Jeremiah Dunham Botkin (April 24, 1849 – December 29, 1921) was a U.S. representative from Kansas.

Born near Atlanta, Illinois, Botkin attended the country schools. Spent one year at De Pauw University in Greencastle, Indiana.
He pursued theological studies, and entered the Methodist ministry in 1870. He was an unsuccessful Prohibition candidate for Governor of Kansas in 1888. He was an unsuccessful candidate for election in 1894 to the Fifty-fourth Congress. Chaplain of the Kansas Senate in 1897.

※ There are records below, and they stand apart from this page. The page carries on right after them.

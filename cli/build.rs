//! Build script: embeds the dotter version string at compile time.

use std::process::Command;

fn main() {
    // Prefer DOTTER_VERSION if set (release builds), otherwise git describe.
    if let Ok(version) = std::env::var("DOTTER_VERSION") {
        println!("cargo:rustc-env=DOTTER_VERSION={version}");
    } else if let Ok(output) = Command::new("git")
        .args(["describe", "--tags", "--always", "--dirty"])
        .output()
        && output.status.success()
    {
        let version = String::from_utf8_lossy(&output.stdout).trim().to_string();
        println!("cargo:rustc-env=DOTTER_VERSION={version}");
    }

    println!("cargo:rerun-if-changed=../.git/HEAD");
    println!("cargo:rerun-if-env-changed=DOTTER_VERSION");
}
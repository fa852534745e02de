//! Closed option values recognised in `dot.json` fragments.
use serde::{Deserialize, Serialize};
use std::fmt;

/// Operation applied to a matched entity (`dir-mode`).
///
/// # Examples
///
/// ```
/// use dotter_cli::config::modes::Mode;
///
/// let mode: Mode = serde_json::from_str("\"rlink\"").unwrap();
/// assert_eq!(mode, Mode::Rlink);
/// assert!(!mode.claims_subtree());
/// assert!(Mode::Link.claims_subtree());
/// ```
#[derive(Debug, Clone, Copy, PartialEq, Eq, PartialOrd, Ord, Hash, Serialize, Deserialize)]
#[serde(rename_all = "lowercase")]
pub enum Mode {
    /// Full copy of the entity.
    Copy,
    /// One symlink for the whole entity.
    Link,
    /// Every file below the entity gets its own symlink.
    Rlink,
    /// Copy only when the destination does not exist yet.
    Touch,
}

impl Mode {
    /// All modes in output order.
    pub const ALL: [Self; 4] = [Self::Copy, Self::Link, Self::Rlink, Self::Touch];

    /// Name used in configuration and in plan output.
    #[must_use]
    pub const fn as_str(self) -> &'static str {
        match self {
            Self::Copy => "copy",
            Self::Link => "link",
            Self::Rlink => "rlink",
            Self::Touch => "touch",
        }
    }

    /// Whether an entity in this mode is handled as one unit, making its
    /// descendants redundant.
    #[must_use]
    pub const fn claims_subtree(self) -> bool {
        !matches!(self, Self::Rlink)
    }
}

impl fmt::Display for Mode {
    fn fmt(&self, f: &mut fmt::Formatter<'_>) -> fmt::Result {
        f.write_str(self.as_str())
    }
}

/// Placement of the topic directory (`copy-mode`).
#[derive(Debug, Clone, Copy, PartialEq, Eq, Serialize, Deserialize)]
#[serde(rename_all = "lowercase")]
pub enum CopyMode {
    /// The topic directory itself lands under the output root.
    Id,
    /// The topic's contents are hoisted directly under the output root.
    Root,
}

/// Dot prefixing of destination names (`dot-mode`).
#[derive(Debug, Clone, Copy, PartialEq, Eq, Serialize, Deserialize)]
pub enum DotMode {
    /// Never prepend a dot.
    #[serde(rename = "no_dot")]
    NoDot,
    /// Prepend a dot to the first component below the output root.
    #[serde(rename = "top_level")]
    TopLevel,
}

#[cfg(test)]
#[allow(clippy::expect_used, clippy::unwrap_used)]
mod tests {
    use super::*;

    #[test]
    fn mode_round_trips_through_names() {
        for mode in Mode::ALL {
            let json = serde_json::to_string(&mode).unwrap();
            assert_eq!(json, format!("\"{}\"", mode.as_str()));
        }
    }

    #[test]
    fn only_rlink_descends() {
        let claiming: Vec<Mode> = Mode::ALL
            .into_iter()
            .filter(|m| m.claims_subtree())
            .collect();
        assert_eq!(claiming, vec![Mode::Copy, Mode::Link, Mode::Touch]);
    }

    #[test]
    fn dot_mode_uses_snake_case_names() {
        let top: DotMode = serde_json::from_str("\"top_level\"").unwrap();
        let none: DotMode = serde_json::from_str("\"no_dot\"").unwrap();
        assert_eq!(top, DotMode::TopLevel);
        assert_eq!(none, DotMode::NoDot);
    }

    #[test]
    fn unknown_copy_mode_is_rejected() {
        assert!(serde_json::from_str::<CopyMode>("\"sideways\"").is_err());
    }
}
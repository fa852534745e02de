//! Command: print version information.
use anyhow::Result;
use std::io::Write;

/// Version string baked in at build time.
#[must_use]
pub fn version() -> &'static str {
    option_env!("DOTTER_VERSION").unwrap_or(env!("CARGO_PKG_VERSION"))
}

/// Print the dotter version.
///
/// # Errors
///
/// Returns an error if `out` cannot be written.
pub fn run(out: &mut impl Write) -> Result<()> {
    writeln!(out, "dotter {}", version())?;
    Ok(())
}
//! Symlink resource.
use anyhow::{Context as _, Result};
use std::path::{Path, PathBuf};

use super::helpers::fs::{ensure_parent_dir, entry_exists, remove_path};
use super::{Applicable, Resource, ResourceChange, ResourceState};
use crate::error::ResourceError;

/// A symlink at `destination` pointing to `source`.
#[derive(Debug, Clone)]
pub struct LinkResource {
    /// What the symlink points to.
    pub source: PathBuf,
    /// Where the symlink is created.
    pub destination: PathBuf,
}

impl LinkResource {
    /// Create a new link resource.
    #[must_use]
    pub const fn new(source: PathBuf, destination: PathBuf) -> Self {
        Self {
            source,
            destination,
        }
    }
}

impl Applicable for LinkResource {
    fn description(&self) -> String {
        format!("{} -> {}", self.destination.display(), self.source.display())
    }

    fn apply(&self) -> Result<ResourceChange> {
        ensure_parent_dir(&self.destination)?;
        remove_path(&self.destination)?;
        create_symlink(&self.source, &self.destination)?;
        Ok(ResourceChange::Applied)
    }
}

impl Resource for LinkResource {
    fn current_state(&self) -> Result<ResourceState> {
        if !entry_exists(&self.source) {
            return Ok(ResourceState::Invalid {
                reason: format!("source does not exist: {}", self.source.display()),
            });
        }
        let Ok(meta) = self.destination.symlink_metadata() else {
            return Ok(ResourceState::Missing);
        };
        // A symlinked parent can make the destination the source itself.
        if resolves_to(&self.destination, &self.source) {
            return Ok(ResourceState::Correct);
        }
        if !meta.is_symlink() {
            let kind = if meta.is_dir() { "directory" } else { "file" };
            return Ok(ResourceState::Incorrect {
                current: format!("destination is a regular {kind}"),
            });
        }
        let existing = std::fs::read_link(&self.destination)
            .with_context(|| format!("reading link {}", self.destination.display()))?;
        if existing == self.source {
            Ok(ResourceState::Correct)
        } else {
            Ok(ResourceState::Incorrect {
                current: format!("points to {}", existing.display()),
            })
        }
    }
}

/// Whether `link` and `target` resolve to the same canonical path.
fn resolves_to(link: &Path, target: &Path) -> bool {
    match (link.canonicalize(), target.canonicalize()) {
        (Ok(a), Ok(b)) => a == b,
        _ => false,
    }
}

/// Create a symlink at `link` pointing to `target`.
fn create_symlink(target: &Path, link: &Path) -> Result<()> {
    #[cfg(unix)]
    {
        std::os::unix::fs::symlink(target, link).map_err(|e| {
            ResourceError::Symlink(format!(
                "creating symlink {} -> {}: {e}",
                link.display(),
                target.display()
            ))
        })?;
    }

    #[cfg(windows)]
    {
        let result = if target.is_dir() {
            std::os::windows::fs::symlink_dir(target, link)
        } else {
            std::os::windows::fs::symlink_file(target, link)
        };
        result.map_err(|e| {
            ResourceError::Symlink(format!(
                "creating symlink {} -> {}: {e}",
                link.display(),
                target.display()
            ))
        })?;
    }

    Ok(())
}

#[cfg(test)]
#[allow(clippy::expect_used, clippy::unwrap_used, clippy::indexing_slicing)]
mod tests {
    use super::*;

    #[test]
    fn link_resource_description() {
        let resource = LinkResource::new(PathBuf::from("/source"), PathBuf::from("/target"));
        assert_eq!(resource.description(), "/target -> /source");
    }

    #[test]
    fn invalid_when_source_missing() {
        let temp_dir = tempfile::tempdir().unwrap();
        let resource = LinkResource::new(
            temp_dir.path().join("nonexistent"),
            temp_dir.path().join("target"),
        );
        let state = resource.current_state().unwrap();
        assert!(matches!(state, ResourceState::Invalid { .. }));
    }

    #[test]
    fn missing_then_correct_after_apply() {
        let temp_dir = tempfile::tempdir().unwrap();
        let source = temp_dir.path().join("source");
        std::fs::write(&source, "test").unwrap();
        let target = temp_dir.path().join("nested/dir/target");

        let resource = LinkResource::new(source.clone(), target.clone());
        assert_eq!(resource.current_state().unwrap(), ResourceState::Missing);
        assert!(resource.needs_change().unwrap());

        assert_eq!(resource.apply().unwrap(), ResourceChange::Applied);
        assert_eq!(resource.current_state().unwrap(), ResourceState::Correct);
        assert_eq!(std::fs::read_link(&target).unwrap(), source);
    }

    #[cfg(unix)]
    #[test]
    fn correct_when_link_resolves_to_source() {
        let temp_dir = tempfile::tempdir().unwrap();
        let source = temp_dir.path().join("source");
        let alias = temp_dir.path().join("alias");
        let target = temp_dir.path().join("target");
        std::fs::write(&source, "test").unwrap();
        std::os::unix::fs::symlink(&source, &alias).unwrap();
        std::os::unix::fs::symlink(&alias, &target).unwrap();

        let resource = LinkResource::new(source, target);
        assert_eq!(resource.current_state().unwrap(), ResourceState::Correct);
    }

    #[cfg(unix)]
    #[test]
    fn correct_when_parent_directory_links_into_source() {
        let temp_dir = tempfile::tempdir().unwrap();
        let source_dir = temp_dir.path().join("conf/fish");
        std::fs::create_dir_all(&source_dir).unwrap();
        std::fs::write(source_dir.join("config.fish"), "mine").unwrap();
        let dest_dir = temp_dir.path().join("fish");
        std::os::unix::fs::symlink(&source_dir, &dest_dir).unwrap();

        let resource = LinkResource::new(source_dir.join("config.fish"), dest_dir.join("config.fish"));
        assert_eq!(resource.current_state().unwrap(), ResourceState::Correct);
        assert!(!resource.needs_change().unwrap());
    }

    #[cfg(unix)]
    #[test]
    fn incorrect_when_link_points_elsewhere() {
        let temp_dir = tempfile::tempdir().unwrap();
        let source = temp_dir.path().join("source");
        let other = temp_dir.path().join("other");
        let target = temp_dir.path().join("target");
        std::fs::write(&source, "test").unwrap();
        std::fs::write(&other, "other").unwrap();
        std::os::unix::fs::symlink(&other, &target).unwrap();

        let resource = LinkResource::new(source, target);
        let state = resource.current_state().unwrap();
        assert!(matches!(state, ResourceState::Incorrect { ref current } if current.contains("points to")));
    }

    #[test]
    fn incorrect_when_destination_is_regular_file() {
        let temp_dir = tempfile::tempdir().unwrap();
        let source = temp_dir.path().join("source");
        let target = temp_dir.path().join("target");
        std::fs::write(&source, "content").unwrap();
        std::fs::write(&target, "other content").unwrap();

        let resource = LinkResource::new(source, target.clone());
        assert!(matches!(
            resource.current_state().unwrap(),
            ResourceState::Incorrect { .. }
        ));

        resource.apply().unwrap();
        assert!(target.symlink_metadata().unwrap().is_symlink());
    }

    #[test]
    fn apply_replaces_directory() {
        let temp_dir = tempfile::tempdir().unwrap();
        let source = temp_dir.path().join("source");
        let target = temp_dir.path().join("target");
        std::fs::create_dir(&source).unwrap();
        std::fs::create_dir(&target).unwrap();
        std::fs::write(target.join("old"), "").unwrap();

        let resource = LinkResource::new(source, target.clone());
        assert!(matches!(
            resource.current_state().unwrap(),
            ResourceState::Incorrect { ref current } if current.contains("directory")
        ));
        resource.apply().unwrap();
        assert_eq!(resource.current_state().unwrap(), ResourceState::Correct);
    }
}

Botkin was elected as a Populist to the Fifty-fifth Congress (March 4, 1897 – March 3, 1899).
He was an unsuccessful candidate for reelection in 1898 to the Fifty-sixth Congress.
He resumed ministerial duties. He was an unsuccessful candidate for governor in 1908. Warden of the State penitentiary, Lansing, Kansas from 1913 to 1915. He again resumed his ministerial duties. He became a Chautauqua lecturer in 1921. He died in Liberal, Kansas, December 29, 1921.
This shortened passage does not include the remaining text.